Here, though, songs like "Bigtime," "Mother One Track Mind" and "Transcendental Suicide" aim for epic greatness and monster riffage but end up either ponderous or stale, or both. On "Heading for a Breakdown," a bold stab at melodic hard rock, TSOOL comes off only as good as the palest B-side moments on the weakest Who albums. And that's the band's problem: As impressive as it may be to produce a winning facsimile of the early '70s, it's a lot more impressive to produce something timeless.

-- Joshua Klein

LEMON LOVE

Aslyn

Today's female pop star seems so willing to play the victim, handing over control of her life to the closest boy around. She's quick to admit that he is her sole source of stability (Ashlee Simpson, "Pieces of Me"), that the mere thought of him makes her unable to breathe (Liz Phair, "Why Can't I?"), or that his multiple personas leave her confused (Avril Lavigne, "Complicated").

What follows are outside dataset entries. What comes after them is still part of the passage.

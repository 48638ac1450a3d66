use chrono::NaiveDate;
use serde::{Deserialize, Serialize};

use crate::permissions::UserWithPermissions;
use crate::types::Team;

#[derive(Debug, Deserialize)]
pub struct LoginRequest {
    pub username: String,
    pub password: String,
}

#[derive(Debug, Serialize)]
pub struct LoginResponse {
    pub must_change_password: bool,
    #[serde(skip_serializing_if = "Option::is_none")]
    pub token: Option<String>,
    #[serde(skip_serializing_if = "Option::is_none")]
    pub user: Option<UserWithPermissions>,
}

#[derive(Debug, Deserialize)]
pub struct FirstLoginRequest {
    pub username: String,
    pub current_password: String,
    pub new_password: String,
}

#[derive(Debug, Deserialize)]
pub struct ScheduleParams {
    pub team_id: i64,
    pub start: NaiveDate,
    pub end: NaiveDate,
}

#[derive(Debug, Deserialize)]
pub struct CellUpdateRequest {
    pub team_id: i64,
    pub person_id: i64,
    pub day: NaiveDate,
    #[serde(default)]
    pub shift_code: Option<String>,
}

#[derive(Debug, Deserialize)]
pub struct CreatePersonRequest {
    pub name: String,
    #[serde(default = "default_true")]
    pub active: bool,
    #[serde(default = "default_true")]
    pub show_in_schedule: bool,
    #[serde(default)]
    pub sort_index: i64,
}

#[derive(Debug, Deserialize)]
pub struct CreateShiftRequest {
    pub code: String,
    pub display_name: String,
    pub bg_color: String,
    pub text_color: String,
    #[serde(default)]
    pub sort_order: i64,
    #[serde(default = "default_true")]
    pub is_active: bool,
}

#[derive(Debug, Serialize)]
pub struct PermissionOverview {
    pub users: Vec<UserWithPermissions>,
    pub teams: Vec<Team>,
}

fn default_true() -> bool {
    true
}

In a refreshing change of pace, singer-songwriter Aslyn takes charge of her own emotions on her debut album, "Lemon Love," a collection of up-tempo songs that oozes confidence and self-awareness.

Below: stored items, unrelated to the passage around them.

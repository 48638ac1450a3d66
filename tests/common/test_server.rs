use std::path::{Path, PathBuf};
use std::process::{Child, Command, Stdio};
use std::sync::LazyLock;

use tempfile::TempDir;

pub struct TestServer {
    pub temp_dir: TempDir,
    pub base_url: String,
    /// The generated admin password printed by `admin init`; the admin
    /// account starts with a forced password change.
    pub admin_password: String,
    server_process: Option<Child>,
}

static BUILD_RELEASE: LazyLock<()> = LazyLock::new(|| {
    let build_status = Command::new("cargo")
        .args(["build", "--release"])
        .stdout(Stdio::null())
        .stderr(Stdio::null())
        .status()
        .expect("build release binary");
    assert!(build_status.success(), "Failed to build release binary");
});

fn binary_path() -> PathBuf {
    Path::new(env!("CARGO_MANIFEST_DIR")).join("target/release/rosterd")
}

/// The init output prints the generated password on its own indented line.
fn parse_admin_password(stdout: &str) -> String {
    let mut lines = stdout.lines();
    while let Some(line) = lines.next() {
        if line.starts_with("Admin password") {
            for candidate in lines.by_ref() {
                let trimmed = candidate.trim();
                if !trimmed.is_empty() {
                    return trimmed.to_string();
                }
            }
        }
    }
    panic!("admin password not found in init output:\n{stdout}");
}

impl TestServer {
    pub async fn start() -> Self {
        LazyLock::force(&BUILD_RELEASE);

        let temp_dir = TempDir::new().expect("create temp dir");
        let config_path = temp_dir.path().join("rosterd.toml");
        let binary = binary_path();

        let init_output = Command::new(&binary)
            .args(["admin", "init", "--config"])
            .arg(&config_path)
            .args(["--demo-data", "--non-interactive"])
            .output()
            .expect("run init");
        assert!(
            init_output.status.success(),
            "Failed to initialize: {}",
            String::from_utf8_lossy(&init_output.stderr)
        );
        let admin_password = parse_admin_password(&String::from_utf8_lossy(&init_output.stdout));

        let listener = std::net::TcpListener::bind("127.0.0.1:0").expect("bind");
        let port = listener.local_addr().expect("local addr").port();
        drop(listener);

        let base_url = format!("http://127.0.0.1:{}", port);

        let server_process = Command::new(&binary)
            .args(["serve", "--config"])
            .arg(&config_path)
            .args(["--host", "127.0.0.1", "--port"])
            .arg(port.to_string())
            .stdout(Stdio::null())
            .stderr(Stdio::null())
            .spawn()
            .expect("start server");

        Self::wait_for_ready(&base_url).await;

        Self {
            temp_dir,
            base_url,
            admin_password,
            server_process: Some(server_process),
        }
    }

    async fn wait_for_ready(base_url: &str) {
        let client = reqwest::Client::new();
        for _ in 0..50 {
            if client
                .get(format!("{}/health", base_url))
                .send()
                .await
                .is_ok()
            {
                return;
            }
            tokio::time::sleep(std::time::Duration::from_millis(100)).await;
        }
        panic!("Server did not become ready");
    }
}

impl Drop for TestServer {
    fn drop(&mut self) {
        if let Some(mut process) = self.server_process.take() {
            let _ = process.kill();
            let _ = process.wait();
        }
    }
}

Aslyn combines the gruff texture of Nelly Furtado's voice with Lavigne's melodic attitude -- but with no trace of teenage superficiality. On "Be the Girl," she sings, "I'm not here to be around / And be that girl that you forget about." She remains in charge in "Gotta Get Over You," where she cleverly describes why she's not ready to move on from a relationship.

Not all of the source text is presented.